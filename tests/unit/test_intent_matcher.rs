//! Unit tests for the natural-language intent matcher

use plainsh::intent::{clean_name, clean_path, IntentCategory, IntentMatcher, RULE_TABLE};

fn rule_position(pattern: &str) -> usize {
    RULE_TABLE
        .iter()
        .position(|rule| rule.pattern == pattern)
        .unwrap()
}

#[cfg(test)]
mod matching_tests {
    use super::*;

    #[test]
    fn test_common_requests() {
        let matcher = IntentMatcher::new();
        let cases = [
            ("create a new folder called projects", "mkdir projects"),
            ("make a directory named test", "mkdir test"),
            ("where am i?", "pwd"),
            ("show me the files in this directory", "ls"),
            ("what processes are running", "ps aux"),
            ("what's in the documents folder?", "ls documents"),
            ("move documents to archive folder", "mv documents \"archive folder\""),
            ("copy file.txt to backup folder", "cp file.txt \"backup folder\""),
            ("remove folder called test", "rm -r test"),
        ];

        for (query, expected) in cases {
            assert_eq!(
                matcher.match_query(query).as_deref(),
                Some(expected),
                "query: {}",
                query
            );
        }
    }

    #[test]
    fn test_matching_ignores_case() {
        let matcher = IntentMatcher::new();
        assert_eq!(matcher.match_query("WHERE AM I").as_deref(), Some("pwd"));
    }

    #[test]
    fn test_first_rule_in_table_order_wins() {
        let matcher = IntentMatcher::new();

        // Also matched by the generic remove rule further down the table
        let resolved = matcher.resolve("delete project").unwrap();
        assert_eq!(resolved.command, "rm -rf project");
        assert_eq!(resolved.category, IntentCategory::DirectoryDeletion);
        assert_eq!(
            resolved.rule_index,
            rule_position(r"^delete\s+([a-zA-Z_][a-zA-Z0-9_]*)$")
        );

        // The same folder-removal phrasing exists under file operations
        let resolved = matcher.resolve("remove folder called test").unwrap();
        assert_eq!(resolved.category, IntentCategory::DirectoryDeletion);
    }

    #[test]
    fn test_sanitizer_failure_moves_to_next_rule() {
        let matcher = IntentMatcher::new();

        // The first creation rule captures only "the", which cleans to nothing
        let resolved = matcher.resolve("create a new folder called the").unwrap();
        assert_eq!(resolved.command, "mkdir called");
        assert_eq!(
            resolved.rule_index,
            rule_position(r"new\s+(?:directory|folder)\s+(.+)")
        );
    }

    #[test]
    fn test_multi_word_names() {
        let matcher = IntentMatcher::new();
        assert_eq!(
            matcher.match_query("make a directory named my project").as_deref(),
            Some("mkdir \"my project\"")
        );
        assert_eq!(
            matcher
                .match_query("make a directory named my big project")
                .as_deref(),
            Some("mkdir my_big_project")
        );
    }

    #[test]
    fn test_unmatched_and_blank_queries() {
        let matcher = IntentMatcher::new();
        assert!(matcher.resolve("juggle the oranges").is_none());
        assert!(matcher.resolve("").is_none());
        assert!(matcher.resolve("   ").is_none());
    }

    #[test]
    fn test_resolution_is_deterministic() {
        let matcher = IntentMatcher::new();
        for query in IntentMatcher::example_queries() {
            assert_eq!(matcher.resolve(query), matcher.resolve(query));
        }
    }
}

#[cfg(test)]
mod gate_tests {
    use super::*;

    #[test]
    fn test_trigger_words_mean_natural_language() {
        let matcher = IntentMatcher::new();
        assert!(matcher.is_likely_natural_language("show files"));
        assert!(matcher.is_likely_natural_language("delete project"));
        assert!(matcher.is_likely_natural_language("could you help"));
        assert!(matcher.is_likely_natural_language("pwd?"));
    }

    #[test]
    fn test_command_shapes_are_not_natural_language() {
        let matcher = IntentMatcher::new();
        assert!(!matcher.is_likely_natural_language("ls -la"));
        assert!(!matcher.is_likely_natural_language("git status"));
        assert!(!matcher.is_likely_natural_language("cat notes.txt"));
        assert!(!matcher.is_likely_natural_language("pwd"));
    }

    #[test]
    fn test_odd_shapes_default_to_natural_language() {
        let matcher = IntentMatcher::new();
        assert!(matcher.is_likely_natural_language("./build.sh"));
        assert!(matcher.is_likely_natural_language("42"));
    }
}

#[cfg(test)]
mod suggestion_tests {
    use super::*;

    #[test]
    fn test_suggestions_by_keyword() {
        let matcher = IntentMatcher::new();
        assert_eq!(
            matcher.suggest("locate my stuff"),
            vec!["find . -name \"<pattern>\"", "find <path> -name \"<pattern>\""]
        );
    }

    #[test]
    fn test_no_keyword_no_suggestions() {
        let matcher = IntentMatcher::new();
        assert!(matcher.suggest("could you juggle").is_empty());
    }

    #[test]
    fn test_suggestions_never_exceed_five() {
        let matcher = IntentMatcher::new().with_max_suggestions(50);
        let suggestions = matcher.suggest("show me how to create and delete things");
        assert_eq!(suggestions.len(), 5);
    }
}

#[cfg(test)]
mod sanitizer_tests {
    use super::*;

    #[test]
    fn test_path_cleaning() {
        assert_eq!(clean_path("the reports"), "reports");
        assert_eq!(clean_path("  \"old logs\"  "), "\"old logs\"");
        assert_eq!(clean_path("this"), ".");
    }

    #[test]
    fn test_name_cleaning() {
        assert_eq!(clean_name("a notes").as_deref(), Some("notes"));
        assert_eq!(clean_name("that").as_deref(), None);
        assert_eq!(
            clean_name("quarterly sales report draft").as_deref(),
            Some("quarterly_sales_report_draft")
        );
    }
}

+ + + + +

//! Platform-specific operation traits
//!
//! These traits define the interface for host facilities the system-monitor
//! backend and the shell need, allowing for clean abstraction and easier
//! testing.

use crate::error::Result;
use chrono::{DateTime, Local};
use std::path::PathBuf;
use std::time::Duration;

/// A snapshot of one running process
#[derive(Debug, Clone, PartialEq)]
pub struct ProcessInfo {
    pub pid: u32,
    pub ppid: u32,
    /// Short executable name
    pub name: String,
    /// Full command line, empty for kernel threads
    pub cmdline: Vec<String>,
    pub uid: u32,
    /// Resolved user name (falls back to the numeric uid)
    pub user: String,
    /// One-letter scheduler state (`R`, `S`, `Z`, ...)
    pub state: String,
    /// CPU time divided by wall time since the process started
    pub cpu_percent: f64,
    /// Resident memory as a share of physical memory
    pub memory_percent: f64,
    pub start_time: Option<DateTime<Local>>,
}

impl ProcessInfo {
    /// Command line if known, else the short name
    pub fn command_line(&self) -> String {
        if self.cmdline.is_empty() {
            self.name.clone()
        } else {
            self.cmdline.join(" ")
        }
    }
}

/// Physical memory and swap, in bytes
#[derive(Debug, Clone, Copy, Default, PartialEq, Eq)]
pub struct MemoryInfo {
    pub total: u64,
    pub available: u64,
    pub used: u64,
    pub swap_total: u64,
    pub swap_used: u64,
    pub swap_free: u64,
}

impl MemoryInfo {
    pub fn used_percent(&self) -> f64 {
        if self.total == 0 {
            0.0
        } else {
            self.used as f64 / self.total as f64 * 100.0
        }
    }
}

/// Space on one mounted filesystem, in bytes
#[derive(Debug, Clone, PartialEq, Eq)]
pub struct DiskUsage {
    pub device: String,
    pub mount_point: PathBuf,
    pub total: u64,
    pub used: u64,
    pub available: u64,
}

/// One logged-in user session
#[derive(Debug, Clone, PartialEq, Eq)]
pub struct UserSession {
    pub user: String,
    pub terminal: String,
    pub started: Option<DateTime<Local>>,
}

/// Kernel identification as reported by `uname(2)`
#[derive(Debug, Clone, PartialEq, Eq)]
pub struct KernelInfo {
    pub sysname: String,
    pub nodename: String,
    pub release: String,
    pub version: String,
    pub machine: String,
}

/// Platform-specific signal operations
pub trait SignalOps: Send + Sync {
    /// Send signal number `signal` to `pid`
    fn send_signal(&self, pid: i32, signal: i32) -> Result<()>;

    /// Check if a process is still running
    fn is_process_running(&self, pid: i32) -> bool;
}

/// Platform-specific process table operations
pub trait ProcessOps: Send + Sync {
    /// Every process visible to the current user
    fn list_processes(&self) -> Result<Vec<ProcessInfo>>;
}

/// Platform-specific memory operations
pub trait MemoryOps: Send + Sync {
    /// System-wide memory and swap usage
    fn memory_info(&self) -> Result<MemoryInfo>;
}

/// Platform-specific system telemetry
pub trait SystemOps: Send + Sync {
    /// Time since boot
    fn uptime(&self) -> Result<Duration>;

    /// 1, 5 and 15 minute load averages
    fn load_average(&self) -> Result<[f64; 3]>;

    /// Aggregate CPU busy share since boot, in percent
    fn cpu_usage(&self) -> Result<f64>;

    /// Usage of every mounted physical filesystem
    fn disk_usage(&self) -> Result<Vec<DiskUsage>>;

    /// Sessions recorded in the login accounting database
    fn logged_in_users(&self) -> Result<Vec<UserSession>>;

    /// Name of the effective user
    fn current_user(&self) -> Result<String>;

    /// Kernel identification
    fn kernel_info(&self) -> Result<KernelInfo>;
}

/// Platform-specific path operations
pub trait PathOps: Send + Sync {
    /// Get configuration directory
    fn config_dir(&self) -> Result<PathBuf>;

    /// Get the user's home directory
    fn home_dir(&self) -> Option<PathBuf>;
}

+ + + + +

(PROBLEM DETAILS) Starting from the data above, filter for lines with "struct" and copy each one.

(SOLVED EXERCISE)
pub struct ProcessInfo {
pub struct MemoryInfo {
pub struct DiskUsage {
pub struct UserSession {
pub struct KernelInfo {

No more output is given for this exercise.